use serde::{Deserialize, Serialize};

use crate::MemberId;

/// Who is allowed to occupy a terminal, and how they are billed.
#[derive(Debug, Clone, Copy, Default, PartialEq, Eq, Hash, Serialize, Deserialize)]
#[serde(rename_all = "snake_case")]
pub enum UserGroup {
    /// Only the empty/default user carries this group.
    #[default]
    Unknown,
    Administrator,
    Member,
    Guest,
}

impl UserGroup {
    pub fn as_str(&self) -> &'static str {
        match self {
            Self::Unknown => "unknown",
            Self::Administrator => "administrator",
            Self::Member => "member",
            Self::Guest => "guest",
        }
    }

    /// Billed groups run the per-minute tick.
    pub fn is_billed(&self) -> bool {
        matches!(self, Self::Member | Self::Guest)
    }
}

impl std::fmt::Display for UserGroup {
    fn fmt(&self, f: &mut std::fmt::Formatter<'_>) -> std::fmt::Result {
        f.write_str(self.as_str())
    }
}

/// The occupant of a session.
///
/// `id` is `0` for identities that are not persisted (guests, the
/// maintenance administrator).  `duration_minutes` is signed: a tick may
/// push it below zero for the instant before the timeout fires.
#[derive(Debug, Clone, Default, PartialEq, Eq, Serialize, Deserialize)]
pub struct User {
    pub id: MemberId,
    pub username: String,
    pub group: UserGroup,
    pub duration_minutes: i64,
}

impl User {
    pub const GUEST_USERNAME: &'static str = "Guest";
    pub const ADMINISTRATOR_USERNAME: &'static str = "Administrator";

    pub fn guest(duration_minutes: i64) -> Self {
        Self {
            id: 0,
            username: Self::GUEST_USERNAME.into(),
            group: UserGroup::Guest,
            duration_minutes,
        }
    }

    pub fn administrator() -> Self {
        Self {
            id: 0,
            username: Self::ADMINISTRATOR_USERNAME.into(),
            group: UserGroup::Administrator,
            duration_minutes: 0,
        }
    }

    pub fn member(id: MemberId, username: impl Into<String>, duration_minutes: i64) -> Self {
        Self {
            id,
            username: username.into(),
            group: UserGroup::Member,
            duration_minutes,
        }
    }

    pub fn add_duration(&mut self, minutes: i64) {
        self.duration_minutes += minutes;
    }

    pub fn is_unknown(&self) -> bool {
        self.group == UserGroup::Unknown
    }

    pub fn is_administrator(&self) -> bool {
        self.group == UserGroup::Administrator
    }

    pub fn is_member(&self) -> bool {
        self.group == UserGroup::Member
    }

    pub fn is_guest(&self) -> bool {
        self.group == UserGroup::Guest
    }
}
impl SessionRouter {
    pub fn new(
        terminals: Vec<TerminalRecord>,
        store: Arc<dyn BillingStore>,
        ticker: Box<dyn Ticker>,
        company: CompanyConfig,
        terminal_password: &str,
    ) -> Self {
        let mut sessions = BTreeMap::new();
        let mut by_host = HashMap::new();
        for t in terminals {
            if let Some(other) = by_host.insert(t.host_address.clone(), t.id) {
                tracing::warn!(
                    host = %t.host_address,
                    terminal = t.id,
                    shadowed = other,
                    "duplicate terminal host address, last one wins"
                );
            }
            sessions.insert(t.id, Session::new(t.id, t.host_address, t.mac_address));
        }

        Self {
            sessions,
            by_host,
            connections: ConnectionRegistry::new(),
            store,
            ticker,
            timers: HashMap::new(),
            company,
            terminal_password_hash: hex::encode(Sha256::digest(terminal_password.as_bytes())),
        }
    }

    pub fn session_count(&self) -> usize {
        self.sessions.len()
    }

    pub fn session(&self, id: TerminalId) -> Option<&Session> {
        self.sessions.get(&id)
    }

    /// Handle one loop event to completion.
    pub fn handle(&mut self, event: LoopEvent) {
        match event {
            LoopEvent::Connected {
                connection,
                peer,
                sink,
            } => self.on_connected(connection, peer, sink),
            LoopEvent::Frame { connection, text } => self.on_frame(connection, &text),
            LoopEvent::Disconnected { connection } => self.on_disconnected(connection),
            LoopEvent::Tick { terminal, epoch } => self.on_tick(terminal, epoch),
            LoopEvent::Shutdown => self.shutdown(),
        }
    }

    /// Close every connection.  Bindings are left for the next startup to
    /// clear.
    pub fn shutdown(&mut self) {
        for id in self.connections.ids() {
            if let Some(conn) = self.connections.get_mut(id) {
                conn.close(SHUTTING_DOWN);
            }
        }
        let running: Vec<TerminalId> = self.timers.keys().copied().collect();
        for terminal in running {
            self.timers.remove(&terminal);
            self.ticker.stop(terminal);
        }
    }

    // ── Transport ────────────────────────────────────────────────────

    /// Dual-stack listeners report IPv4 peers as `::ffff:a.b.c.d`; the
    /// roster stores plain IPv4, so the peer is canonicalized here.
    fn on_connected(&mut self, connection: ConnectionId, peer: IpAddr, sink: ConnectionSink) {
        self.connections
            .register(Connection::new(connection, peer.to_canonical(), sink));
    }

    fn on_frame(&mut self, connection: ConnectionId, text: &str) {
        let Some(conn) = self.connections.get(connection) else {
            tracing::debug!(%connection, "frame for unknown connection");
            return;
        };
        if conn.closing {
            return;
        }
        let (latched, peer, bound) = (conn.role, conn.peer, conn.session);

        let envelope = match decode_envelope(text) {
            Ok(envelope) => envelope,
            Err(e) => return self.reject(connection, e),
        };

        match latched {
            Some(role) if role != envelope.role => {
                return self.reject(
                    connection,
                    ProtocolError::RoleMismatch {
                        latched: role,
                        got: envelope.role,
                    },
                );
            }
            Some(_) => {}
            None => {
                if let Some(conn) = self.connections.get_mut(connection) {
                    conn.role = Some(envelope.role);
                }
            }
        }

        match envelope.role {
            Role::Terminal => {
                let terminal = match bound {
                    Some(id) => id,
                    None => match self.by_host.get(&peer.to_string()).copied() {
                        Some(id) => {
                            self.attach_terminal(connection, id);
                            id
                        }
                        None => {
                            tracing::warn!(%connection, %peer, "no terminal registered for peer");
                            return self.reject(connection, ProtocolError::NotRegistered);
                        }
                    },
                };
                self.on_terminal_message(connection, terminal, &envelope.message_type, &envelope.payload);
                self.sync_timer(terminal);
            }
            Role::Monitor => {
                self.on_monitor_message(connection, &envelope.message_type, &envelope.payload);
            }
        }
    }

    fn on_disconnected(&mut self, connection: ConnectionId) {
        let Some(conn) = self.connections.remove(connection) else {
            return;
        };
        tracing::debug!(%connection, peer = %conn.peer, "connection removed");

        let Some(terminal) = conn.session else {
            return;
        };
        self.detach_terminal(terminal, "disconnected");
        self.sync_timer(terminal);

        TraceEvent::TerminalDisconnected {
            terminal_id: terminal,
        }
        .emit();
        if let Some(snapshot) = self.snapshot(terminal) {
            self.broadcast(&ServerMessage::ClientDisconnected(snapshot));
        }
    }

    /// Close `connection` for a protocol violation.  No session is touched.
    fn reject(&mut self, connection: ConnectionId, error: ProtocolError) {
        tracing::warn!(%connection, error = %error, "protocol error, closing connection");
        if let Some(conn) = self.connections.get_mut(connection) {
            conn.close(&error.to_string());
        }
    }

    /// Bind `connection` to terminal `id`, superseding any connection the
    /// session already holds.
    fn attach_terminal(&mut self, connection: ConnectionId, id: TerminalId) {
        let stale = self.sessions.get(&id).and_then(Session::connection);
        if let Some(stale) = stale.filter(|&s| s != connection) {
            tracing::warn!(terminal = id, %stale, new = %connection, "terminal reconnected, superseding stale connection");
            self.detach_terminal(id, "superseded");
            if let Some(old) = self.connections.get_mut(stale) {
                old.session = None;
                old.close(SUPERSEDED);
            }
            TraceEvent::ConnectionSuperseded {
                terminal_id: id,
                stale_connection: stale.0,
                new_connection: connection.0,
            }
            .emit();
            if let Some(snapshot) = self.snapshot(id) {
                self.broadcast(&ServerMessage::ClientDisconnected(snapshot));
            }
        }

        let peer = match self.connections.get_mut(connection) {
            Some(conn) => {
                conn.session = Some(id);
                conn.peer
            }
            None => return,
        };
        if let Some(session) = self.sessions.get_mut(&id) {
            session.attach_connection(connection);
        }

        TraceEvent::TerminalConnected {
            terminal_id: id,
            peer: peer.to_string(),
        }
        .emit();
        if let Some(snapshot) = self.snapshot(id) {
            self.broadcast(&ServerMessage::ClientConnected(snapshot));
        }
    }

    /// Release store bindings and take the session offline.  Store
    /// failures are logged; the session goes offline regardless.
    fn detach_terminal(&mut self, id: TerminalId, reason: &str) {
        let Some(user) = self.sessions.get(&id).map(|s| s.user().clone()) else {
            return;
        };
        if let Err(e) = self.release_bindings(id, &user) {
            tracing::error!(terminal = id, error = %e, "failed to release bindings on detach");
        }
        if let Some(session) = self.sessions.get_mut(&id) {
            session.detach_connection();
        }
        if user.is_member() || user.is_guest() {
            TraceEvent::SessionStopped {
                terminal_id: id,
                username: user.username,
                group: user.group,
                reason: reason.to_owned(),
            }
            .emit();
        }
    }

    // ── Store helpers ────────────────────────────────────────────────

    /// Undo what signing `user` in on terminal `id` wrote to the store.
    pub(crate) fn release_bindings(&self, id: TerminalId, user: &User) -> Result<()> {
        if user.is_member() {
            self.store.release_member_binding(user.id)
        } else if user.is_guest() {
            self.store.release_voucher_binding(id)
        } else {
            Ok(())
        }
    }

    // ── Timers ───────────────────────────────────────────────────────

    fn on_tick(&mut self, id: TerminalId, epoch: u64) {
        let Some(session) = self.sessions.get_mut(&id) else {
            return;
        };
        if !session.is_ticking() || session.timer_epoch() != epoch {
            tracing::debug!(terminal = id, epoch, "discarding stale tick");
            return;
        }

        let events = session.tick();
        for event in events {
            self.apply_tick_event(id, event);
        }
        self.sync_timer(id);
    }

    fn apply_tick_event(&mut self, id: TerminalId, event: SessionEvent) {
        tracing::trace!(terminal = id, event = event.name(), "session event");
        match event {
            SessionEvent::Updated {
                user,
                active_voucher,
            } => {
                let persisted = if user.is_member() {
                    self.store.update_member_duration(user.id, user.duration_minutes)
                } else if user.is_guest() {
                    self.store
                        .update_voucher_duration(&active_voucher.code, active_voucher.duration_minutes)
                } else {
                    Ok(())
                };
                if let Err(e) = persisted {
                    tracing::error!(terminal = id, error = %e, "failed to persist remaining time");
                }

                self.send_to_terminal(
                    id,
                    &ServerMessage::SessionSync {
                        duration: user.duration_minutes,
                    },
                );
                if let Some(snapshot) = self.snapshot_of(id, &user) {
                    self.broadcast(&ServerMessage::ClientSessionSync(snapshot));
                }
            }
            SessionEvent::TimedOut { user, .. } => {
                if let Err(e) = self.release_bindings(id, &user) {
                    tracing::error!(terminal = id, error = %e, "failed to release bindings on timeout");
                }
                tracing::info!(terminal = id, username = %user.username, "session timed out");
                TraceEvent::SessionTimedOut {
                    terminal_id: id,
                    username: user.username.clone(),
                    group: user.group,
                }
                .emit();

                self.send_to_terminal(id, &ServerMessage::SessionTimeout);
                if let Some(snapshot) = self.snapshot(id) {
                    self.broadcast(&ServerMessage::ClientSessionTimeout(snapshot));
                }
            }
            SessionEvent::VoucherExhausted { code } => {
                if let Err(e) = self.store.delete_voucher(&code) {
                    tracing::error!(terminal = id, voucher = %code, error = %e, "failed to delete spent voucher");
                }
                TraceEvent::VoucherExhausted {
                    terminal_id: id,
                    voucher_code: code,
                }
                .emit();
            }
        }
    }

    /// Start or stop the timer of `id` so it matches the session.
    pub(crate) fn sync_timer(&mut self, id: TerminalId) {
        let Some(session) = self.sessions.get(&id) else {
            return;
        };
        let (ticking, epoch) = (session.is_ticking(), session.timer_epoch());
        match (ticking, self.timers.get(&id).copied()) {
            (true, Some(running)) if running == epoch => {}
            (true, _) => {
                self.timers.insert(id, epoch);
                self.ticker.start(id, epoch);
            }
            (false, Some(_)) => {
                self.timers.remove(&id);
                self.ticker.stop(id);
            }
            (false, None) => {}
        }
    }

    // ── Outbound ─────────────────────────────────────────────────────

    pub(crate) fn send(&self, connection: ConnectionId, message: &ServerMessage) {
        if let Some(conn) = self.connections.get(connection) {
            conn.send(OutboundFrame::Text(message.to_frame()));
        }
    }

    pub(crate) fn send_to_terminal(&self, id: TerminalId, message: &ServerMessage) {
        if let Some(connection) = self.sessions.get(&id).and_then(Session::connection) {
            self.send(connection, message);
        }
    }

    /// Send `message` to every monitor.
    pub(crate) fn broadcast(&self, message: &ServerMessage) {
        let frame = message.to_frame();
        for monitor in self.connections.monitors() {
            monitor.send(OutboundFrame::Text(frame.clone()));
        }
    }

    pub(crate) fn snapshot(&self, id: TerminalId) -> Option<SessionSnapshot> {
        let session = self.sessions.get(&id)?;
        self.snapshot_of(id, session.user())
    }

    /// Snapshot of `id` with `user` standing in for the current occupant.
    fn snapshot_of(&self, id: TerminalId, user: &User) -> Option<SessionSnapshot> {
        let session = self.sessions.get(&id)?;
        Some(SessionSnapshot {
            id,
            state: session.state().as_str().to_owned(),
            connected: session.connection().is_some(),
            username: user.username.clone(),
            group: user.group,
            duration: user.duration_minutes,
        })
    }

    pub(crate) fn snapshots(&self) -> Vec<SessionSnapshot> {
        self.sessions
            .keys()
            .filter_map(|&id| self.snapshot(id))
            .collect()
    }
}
######
(Exercise): Which lines hold the word "persisted"? Copy each of them from the records.

(Solution for this task):
/// `id` is `0` for identities that are not persisted (guests, the
                let persisted = if user.is_member() {
                if let Err(e) = persisted {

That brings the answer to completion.